Dataset excerpts -
__________

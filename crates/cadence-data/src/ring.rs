// Copyright 2025 eraflo
//
// Licensed under the Apache License, Version 2.0 (the "License");
// you may not use this file except in compliance with the License.
// You may obtain a copy of the License at
//
//     http://www.apache.org/licenses/LICENSE-2.0
//
// Unless required by applicable law or agreed to in writing, software
// distributed under the License is distributed on an "AS IS" BASIS,
// WITHOUT WARRANTIES OR CONDITIONS OF ANY KIND, either express or implied.
// See the License for the specific language governing permissions and
// limitations under the License.

//! The fenced ring algorithm.
//!
//! A [`RingCursor`] hands out ranges of a fixed-size arena through a write
//! offset that only ever grows; the position inside the arena is the offset
//! modulo the arena size. Work recorded since the last [`close_tab`] is grouped
//! into a [`RingTab`] tagged with the fence value that retires it, and
//! [`reclaim`] advances the consumed offset past every tab whose fence has
//! completed.
//!
//! An allocation never straddles the end of the arena: when it would, the tail
//! is skipped and counted as used until the tab that contains it retires. A
//! ring with nothing in flight restarts at the start of the arena.
//!
//! ```text
//!   consumed            written
//!      |   tab(f=7)  | tab(f=8) |  open  |
//! -----[=============|==========|========]---------
//! ```
//!
//! Invariant: `written - consumed <= capacity`. An allocation that would break
//! it fails instead of overwriting unconsumed data.
//!
//! [`close_tab`]: RingCursor::close_tab
//! [`reclaim`]: RingCursor::reclaim

use cadence_core::{align_up, FenceValue};
use std::collections::VecDeque;

/// A closed span of the ring, retired once `fence` completes.
#[derive(Debug, Clone, Copy, PartialEq, Eq)]
pub struct RingTab {
    /// Write offset at the moment the tab was closed.
    pub end: u64,
    /// Fence value that retires the span.
    pub fence: FenceValue,
}

/// A monotonic write cursor over a fixed-size arena.
#[derive(Debug)]
pub struct RingCursor {
    capacity: u64,
    alignment: u64,
    written: u64,
    consumed: u64,
    tab_start: u64,
    tabs: VecDeque<RingTab>,
}

impl RingCursor {
    /// Creates a cursor over `capacity` bytes, aligning every allocation to
    /// `alignment` (a power of two). The capacity is rounded down to a
    /// multiple of the alignment.
    pub fn new(capacity: u64, alignment: u64) -> Self {
        debug_assert!(alignment.is_power_of_two());
        Self {
            capacity: capacity - capacity % alignment,
            alignment,
            written: 0,
            consumed: 0,
            tab_start: 0,
            tabs: VecDeque::new(),
        }
    }

    /// Reserves `size` bytes and returns their offset inside the arena.
    ///
    /// Returns `None` if the reservation would overwrite data that has not
    /// been reclaimed yet.
    pub fn allocate(&mut self, size: u64) -> Option<u64> {
        let size = align_up(size.max(1), self.alignment);
        if size > self.capacity {
            return None;
        }

        let head = self.written % self.capacity;
        let padding = if head + size > self.capacity {
            self.capacity - head
        } else {
            0
        };
        if self.written + padding + size - self.consumed > self.capacity {
            return None;
        }

        self.written += padding;
        let offset = self.written % self.capacity;
        self.written += size;
        Some(offset)
    }

    /// Closes the open span into a tab retired by `fence`.
    pub fn close_tab(&mut self, fence: FenceValue) {
        if self.written > self.tab_start {
            self.tabs.push_back(RingTab {
                end: self.written,
                fence,
            });
        }
        self.tab_start = self.written;
    }

    /// Releases every tab whose fence is `<= completed` and returns the number
    /// of bytes released.
    pub fn reclaim(&mut self, completed: FenceValue) -> u64 {
        let before = self.consumed;
        while let Some(tab) = self.tabs.front().copied() {
            if tab.fence > completed {
                break;
            }
            self.consumed = tab.end;
            self.tabs.pop_front();
        }
        let released = self.consumed - before;

        if self.consumed == self.written && self.capacity > 0 {
            let restart = self.written.div_ceil(self.capacity) * self.capacity;
            self.written = restart;
            self.consumed = restart;
            self.tab_start = restart;
        }
        released
    }

    /// Arena size in bytes.
    pub fn capacity(&self) -> u64 {
        self.capacity
    }

    /// Total bytes ever reserved, padding included.
    pub fn written(&self) -> u64 {
        self.written
    }

    /// Total bytes ever released.
    pub fn consumed(&self) -> u64 {
        self.consumed
    }

    /// Bytes reserved but not yet released.
    pub fn in_flight(&self) -> u64 {
        self.written - self.consumed
    }

    /// Bytes reserved since the last closed tab.
    pub fn open_bytes(&self) -> u64 {
        self.written - self.tab_start
    }

    /// Tabs waiting on their fence.
    pub fn pending_tabs(&self) -> impl Iterator<Item = &RingTab> {
        self.tabs.iter()
    }
}

#[cfg(test)]
mod tests {
    use super::*;

    fn overlaps(a: (u64, u64), b: (u64, u64)) -> bool {
        a.0 < b.0 + b.1 && b.0 < a.0 + a.1
    }

    #[test]
    fn test_allocations_within_capacity_never_overlap() {
        let mut ring = RingCursor::new(64 * 1024, 256);
        // Deterministic pseudo-random sizes.
        let mut seed = 0x2545_f491_u64;
        let mut ranges = Vec::new();
        let mut total = 0;
        loop {
            seed = seed.wrapping_mul(6364136223846793005).wrapping_add(1442695040888963407);
            let size = 1 + (seed >> 33) % 3000;
            let aligned = align_up(size, 256);
            if total + aligned > ring.capacity() {
                break;
            }
            let offset = ring.allocate(size).expect("within capacity");
            ranges.push((offset, aligned));
            total += aligned;
        }

        assert!(ranges.len() > 10);
        for (i, a) in ranges.iter().enumerate() {
            assert!(a.0 + a.1 <= ring.capacity());
            for b in &ranges[i + 1..] {
                assert!(!overlaps(*a, *b), "{a:?} overlaps {b:?}");
            }
        }
    }

    #[test]
    fn test_full_ring_refuses_until_reclaimed() {
        let mut ring = RingCursor::new(1024, 256);
        for _ in 0..4 {
            ring.allocate(256).unwrap();
        }
        ring.close_tab(1);
        assert_eq!(ring.allocate(1), None);

        assert_eq!(ring.reclaim(0), 0);
        assert_eq!(ring.allocate(1), None);

        assert_eq!(ring.reclaim(1), 1024);
        assert_eq!(ring.allocate(1), Some(0));
    }

    #[test]
    fn test_wrap_skips_tail_and_counts_padding() {
        let mut ring = RingCursor::new(1024, 256);
        ring.allocate(512).unwrap();
        ring.close_tab(1);
        ring.allocate(256).unwrap();
        ring.close_tab(2);
        ring.reclaim(1);

        // 256 bytes left at the tail, 512 free at the head.
        assert_eq!(ring.allocate(512), Some(0));
        assert_eq!(ring.in_flight(), 256 + 256 + 512);
        assert!(ring.in_flight() <= ring.capacity());
        assert_eq!(ring.allocate(1), None);
    }

    #[test]
    fn test_drained_ring_restarts_at_arena_start() {
        let mut ring = RingCursor::new(1024, 256);
        ring.allocate(768).unwrap();
        ring.close_tab(1);
        assert_eq!(ring.reclaim(1), 768);

        // The whole arena is free again, without padding the old tail.
        assert_eq!(ring.in_flight(), 0);
        assert_eq!(ring.allocate(512), Some(0));
        assert_eq!(ring.allocate(512), Some(512));
        assert_eq!(ring.in_flight(), 1024);
        assert!(ring.written() >= 768 + 1024);
    }

    #[test]
    fn test_reclaim_respects_fence_order() {
        let mut ring = RingCursor::new(4096, 256);
        ring.allocate(256).unwrap();
        ring.close_tab(1);
        ring.allocate(512).unwrap();
        ring.close_tab(2);
        ring.allocate(256).unwrap();
        ring.close_tab(3);

        assert_eq!(ring.reclaim(2), 768);
        assert_eq!(ring.pending_tabs().count(), 1);
        assert_eq!(ring.in_flight(), 256);
    }

    #[test]
    fn test_empty_span_does_not_create_tab() {
        let mut ring = RingCursor::new(4096, 256);
        ring.close_tab(1);
        assert_eq!(ring.pending_tabs().count(), 0);
        ring.allocate(10).unwrap();
        assert_eq!(ring.open_bytes(), 256);
        ring.close_tab(2);
        assert_eq!(ring.open_bytes(), 0);
    }

    #[test]
    fn test_oversized_request_fails() {
        let mut ring = RingCursor::new(1000, 256);
        assert_eq!(ring.capacity(), 768);
        assert_eq!(ring.allocate(769), None);
    }
}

__________

Brief - What is needed is a word-for-word copy of the records above, from the first line through the line that contains "use std::collections::VecDeque;".

Task response -
filename crates/cadence-data/src/ring.rs
// Copyright 2025 eraflo
//
// Licensed under the Apache License, Version 2.0 (the "License");
// you may not use this file except in compliance with the License.
// You may obtain a copy of the License at
//
//     http://www.apache.org/licenses/LICENSE-2.0
//
// Unless required by applicable law or agreed to in writing, software
// distributed under the License is distributed on an "AS IS" BASIS,
// WITHOUT WARRANTIES OR CONDITIONS OF ANY KIND, either express or implied.
// See the License for the specific language governing permissions and
// limitations under the License.

//! The fenced ring algorithm.
//!
//! A [`RingCursor`] hands out ranges of a fixed-size arena through a write
//! offset that only ever grows; the position inside the arena is the offset
//! modulo the arena size. Work recorded since the last [`close_tab`] is grouped
//! into a [`RingTab`] tagged with the fence value that retires it, and
//! [`reclaim`] advances the consumed offset past every tab whose fence has
//! completed.
//!
//! An allocation never straddles the end of the arena: when it would, the tail
//! is skipped and counted as used until the tab that contains it retires. A
//! ring with nothing in flight restarts at the start of the arena.
//!
//! ```text
//!   consumed            written
//!      |   tab(f=7)  | tab(f=8) |  open  |
//! -----[=============|==========|========]---------
//! ```
//!
//! Invariant: `written - consumed <= capacity`. An allocation that would break
//! it fails instead of overwriting unconsumed data.
//!
//! [`close_tab`]: RingCursor::close_tab
//! [`reclaim`]: RingCursor::reclaim

use cadence_core::{align_up, FenceValue};
use std::collections::VecDeque;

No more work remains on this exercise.